◆ **Problem statement**
Write the records out again. Match them exactly.

◆ **Excerpted records**
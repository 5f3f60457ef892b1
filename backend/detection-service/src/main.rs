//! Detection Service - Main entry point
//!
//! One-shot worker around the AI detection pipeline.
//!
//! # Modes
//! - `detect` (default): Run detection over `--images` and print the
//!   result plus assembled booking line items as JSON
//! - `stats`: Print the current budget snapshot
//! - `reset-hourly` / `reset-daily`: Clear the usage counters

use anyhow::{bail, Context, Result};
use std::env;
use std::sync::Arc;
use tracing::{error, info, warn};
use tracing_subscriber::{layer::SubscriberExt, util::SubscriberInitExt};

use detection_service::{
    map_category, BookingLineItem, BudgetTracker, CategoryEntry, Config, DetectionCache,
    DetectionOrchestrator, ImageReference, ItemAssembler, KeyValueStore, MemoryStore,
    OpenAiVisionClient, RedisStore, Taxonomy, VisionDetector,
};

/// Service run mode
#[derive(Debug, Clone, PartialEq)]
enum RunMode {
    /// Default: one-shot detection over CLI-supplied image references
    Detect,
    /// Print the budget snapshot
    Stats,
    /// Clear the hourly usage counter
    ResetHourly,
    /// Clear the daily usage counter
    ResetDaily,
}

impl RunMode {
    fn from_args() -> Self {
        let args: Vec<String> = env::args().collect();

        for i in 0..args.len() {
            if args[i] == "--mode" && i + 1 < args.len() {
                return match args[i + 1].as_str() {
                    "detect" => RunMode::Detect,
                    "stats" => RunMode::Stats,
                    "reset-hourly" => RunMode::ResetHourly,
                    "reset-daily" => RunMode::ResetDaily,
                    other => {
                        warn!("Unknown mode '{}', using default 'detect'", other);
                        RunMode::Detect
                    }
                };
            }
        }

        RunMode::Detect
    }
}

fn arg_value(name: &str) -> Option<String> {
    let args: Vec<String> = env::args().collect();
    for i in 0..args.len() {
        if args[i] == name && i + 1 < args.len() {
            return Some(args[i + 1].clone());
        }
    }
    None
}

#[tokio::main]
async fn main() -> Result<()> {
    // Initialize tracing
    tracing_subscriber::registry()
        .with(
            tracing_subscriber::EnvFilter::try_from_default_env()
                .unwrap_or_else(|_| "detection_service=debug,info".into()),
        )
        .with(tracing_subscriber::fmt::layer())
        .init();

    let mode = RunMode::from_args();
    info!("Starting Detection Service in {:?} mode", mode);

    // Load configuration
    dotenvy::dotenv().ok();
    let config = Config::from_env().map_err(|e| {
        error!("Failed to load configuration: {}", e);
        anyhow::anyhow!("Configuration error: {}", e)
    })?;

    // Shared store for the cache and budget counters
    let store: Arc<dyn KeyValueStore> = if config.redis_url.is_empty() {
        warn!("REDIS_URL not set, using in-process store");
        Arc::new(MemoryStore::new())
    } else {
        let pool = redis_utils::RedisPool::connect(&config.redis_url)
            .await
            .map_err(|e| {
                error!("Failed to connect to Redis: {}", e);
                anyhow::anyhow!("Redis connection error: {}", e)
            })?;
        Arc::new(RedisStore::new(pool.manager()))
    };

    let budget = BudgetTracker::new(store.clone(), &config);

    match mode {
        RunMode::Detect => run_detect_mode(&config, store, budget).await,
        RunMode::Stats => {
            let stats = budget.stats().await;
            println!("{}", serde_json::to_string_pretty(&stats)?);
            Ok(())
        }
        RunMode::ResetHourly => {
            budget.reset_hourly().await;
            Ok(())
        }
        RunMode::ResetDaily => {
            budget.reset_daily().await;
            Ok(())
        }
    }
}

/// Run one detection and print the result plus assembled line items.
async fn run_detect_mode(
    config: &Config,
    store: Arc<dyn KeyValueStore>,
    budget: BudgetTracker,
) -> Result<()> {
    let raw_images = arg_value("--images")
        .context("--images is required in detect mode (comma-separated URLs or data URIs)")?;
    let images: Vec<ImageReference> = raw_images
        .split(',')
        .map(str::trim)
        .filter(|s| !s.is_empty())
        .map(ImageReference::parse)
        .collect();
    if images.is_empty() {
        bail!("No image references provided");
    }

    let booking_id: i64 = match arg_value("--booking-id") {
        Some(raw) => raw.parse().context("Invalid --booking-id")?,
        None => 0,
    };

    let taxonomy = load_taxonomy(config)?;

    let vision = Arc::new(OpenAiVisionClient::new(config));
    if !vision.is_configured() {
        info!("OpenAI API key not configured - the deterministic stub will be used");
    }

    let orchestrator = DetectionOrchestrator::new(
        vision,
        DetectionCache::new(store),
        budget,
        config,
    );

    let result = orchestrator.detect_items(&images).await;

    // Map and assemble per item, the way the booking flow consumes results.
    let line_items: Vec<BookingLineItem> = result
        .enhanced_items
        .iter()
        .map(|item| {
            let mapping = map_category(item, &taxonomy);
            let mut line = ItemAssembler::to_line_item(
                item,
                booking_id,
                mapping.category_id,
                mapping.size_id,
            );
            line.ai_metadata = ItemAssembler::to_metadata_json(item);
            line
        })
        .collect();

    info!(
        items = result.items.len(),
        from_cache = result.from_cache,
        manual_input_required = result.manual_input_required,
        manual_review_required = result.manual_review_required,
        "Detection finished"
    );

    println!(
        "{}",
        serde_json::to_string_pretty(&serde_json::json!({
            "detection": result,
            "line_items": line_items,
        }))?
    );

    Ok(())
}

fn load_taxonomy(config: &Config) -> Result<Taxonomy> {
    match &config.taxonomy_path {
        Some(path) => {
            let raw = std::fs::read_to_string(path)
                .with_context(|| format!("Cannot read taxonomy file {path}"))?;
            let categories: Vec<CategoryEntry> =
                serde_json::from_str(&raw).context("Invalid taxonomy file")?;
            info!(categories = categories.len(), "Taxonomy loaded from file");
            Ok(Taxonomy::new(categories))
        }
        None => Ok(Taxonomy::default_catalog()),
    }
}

◆ **Solved exercise**
repository 5f3f60457ef892b1
filename backend/detection-service/src/main.rs
//! Detection Service - Main entry point
//!
//! One-shot worker around the AI detection pipeline.
//!
//! # Modes
//! - `detect` (default): Run detection over `--images` and print the
//!   result plus assembled booking line items as JSON
//! - `stats`: Print the current budget snapshot
//! - `reset-hourly` / `reset-daily`: Clear the usage counters

use anyhow::{bail, Context, Result};
use std::env;
use std::sync::Arc;
use tracing::{error, info, warn};
use tracing_subscriber::{layer::SubscriberExt, util::SubscriberInitExt};

use detection_service::{
    map_category, BookingLineItem, BudgetTracker, CategoryEntry, Config, DetectionCache,
    DetectionOrchestrator, ImageReference, ItemAssembler, KeyValueStore, MemoryStore,
    OpenAiVisionClient, RedisStore, Taxonomy, VisionDetector,
};

/// Service run mode
#[derive(Debug, Clone, PartialEq)]
enum RunMode {
    /// Default: one-shot detection over CLI-supplied image references
    Detect,
    /// Print the budget snapshot
    Stats,
    /// Clear the hourly usage counter
    ResetHourly,
    /// Clear the daily usage counter
    ResetDaily,
}

impl RunMode {
    fn from_args() -> Self {
        let args: Vec<String> = env::args().collect();

        for i in 0..args.len() {
            if args[i] == "--mode" && i + 1 < args.len() {
                return match args[i + 1].as_str() {
                    "detect" => RunMode::Detect,
                    "stats" => RunMode::Stats,
                    "reset-hourly" => RunMode::ResetHourly,
                    "reset-daily" => RunMode::ResetDaily,
                    other => {
                        warn!("Unknown mode '{}', using default 'detect'", other);
                        RunMode::Detect
                    }
                };
            }
        }

        RunMode::Detect
    }
}

fn arg_value(name: &str) -> Option<String> {
    let args: Vec<String> = env::args().collect();
    for i in 0..args.len() {
        if args[i] == name && i + 1 < args.len() {
            return Some(args[i + 1].clone());
        }
    }
    None
}

#[tokio::main]
async fn main() -> Result<()> {
    // Initialize tracing
    tracing_subscriber::registry()
        .with(
            tracing_subscriber::EnvFilter::try_from_default_env()
                .unwrap_or_else(|_| "detection_service=debug,info".into()),
        )
        .with(tracing_subscriber::fmt::layer())
        .init();

    let mode = RunMode::from_args();
    info!("Starting Detection Service in {:?} mode", mode);

    // Load configuration
    dotenvy::dotenv().ok();
    let config = Config::from_env().map_err(|e| {
        error!("Failed to load configuration: {}", e);
        anyhow::anyhow!("Configuration error: {}", e)
    })?;

    // Shared store for the cache and budget counters
    let store: Arc<dyn KeyValueStore> = if config.redis_url.is_empty() {
        warn!("REDIS_URL not set, using in-process store");
        Arc::new(MemoryStore::new())
    } else {
        let pool = redis_utils::RedisPool::connect(&config.redis_url)
            .await
            .map_err(|e| {
                error!("Failed to connect to Redis: {}", e);
                anyhow::anyhow!("Redis connection error: {}", e)
            })?;
        Arc::new(RedisStore::new(pool.manager()))
    };

    let budget = BudgetTracker::new(store.clone(), &config);

    match mode {
        RunMode::Detect => run_detect_mode(&config, store, budget).await,
        RunMode::Stats => {
            let stats = budget.stats().await;
            println!("{}", serde_json::to_string_pretty(&stats)?);
            Ok(())
        }
        RunMode::ResetHourly => {
            budget.reset_hourly().await;
            Ok(())
        }
        RunMode::ResetDaily => {
            budget.reset_daily().await;
            Ok(())
        }
    }
}

/// Run one detection and print the result plus assembled line items.
async fn run_detect_mode(
    config: &Config,
    store: Arc<dyn KeyValueStore>,
    budget: BudgetTracker,
) -> Result<()> {
    let raw_images = arg_value("--images")
        .context("--images is required in detect mode (comma-separated URLs or data URIs)")?;
    let images: Vec<ImageReference> = raw_images
        .split(',')
        .map(str::trim)
        .filter(|s| !s.is_empty())
        .map(ImageReference::parse)
        .collect();
    if images.is_empty() {
        bail!("No image references provided");
    }

    let booking_id: i64 = match arg_value("--booking-id") {
        Some(raw) => raw.parse().context("Invalid --booking-id")?,
        None => 0,
    };

    let taxonomy = load_taxonomy(config)?;

    let vision = Arc::new(OpenAiVisionClient::new(config));
    if !vision.is_configured() {
        info!("OpenAI API key not configured - the deterministic stub will be used");
    }

    let orchestrator = DetectionOrchestrator::new(
        vision,
        DetectionCache::new(store),
        budget,
        config,
    );

    let result = orchestrator.detect_items(&images).await;

    // Map and assemble per item, the way the booking flow consumes results.
    let line_items: Vec<BookingLineItem> = result
        .enhanced_items
        .iter()
        .map(|item| {
            let mapping = map_category(item, &taxonomy);
            let mut line = ItemAssembler::to_line_item(
                item,
                booking_id,
                mapping.category_id,
                mapping.size_id,
            );
            line.ai_metadata = ItemAssembler::to_metadata_json(item);
            line
        })
        .collect();

    info!(
        items = result.items.len(),
        from_cache = result.from_cache,
        manual_input_required = result.manual_input_required,
        manual_review_required = result.manual_review_required,
        "Detection finished"
    );

    println!(
        "{}",
        serde_json::to_string_pretty(&serde_json::json!({
            "detection": result,
            "line_items": line_items,
        }))?
    );

    Ok(())
}

fn load_taxonomy(config: &Config) -> Result<Taxonomy> {
    match &config.taxonomy_path {
        Some(path) => {
            let raw = std::fs::read_to_string(path)
                .with_context(|| format!("Cannot read taxonomy file {path}"))?;
            let categories: Vec<CategoryEntry> =
                serde_json::from_str(&raw).context("Invalid taxonomy file")?;
            info!(categories = categories.len(), "Taxonomy loaded from file");
            Ok(Taxonomy::new(categories))
        }
        None => Ok(Taxonomy::default_catalog()),
    }
}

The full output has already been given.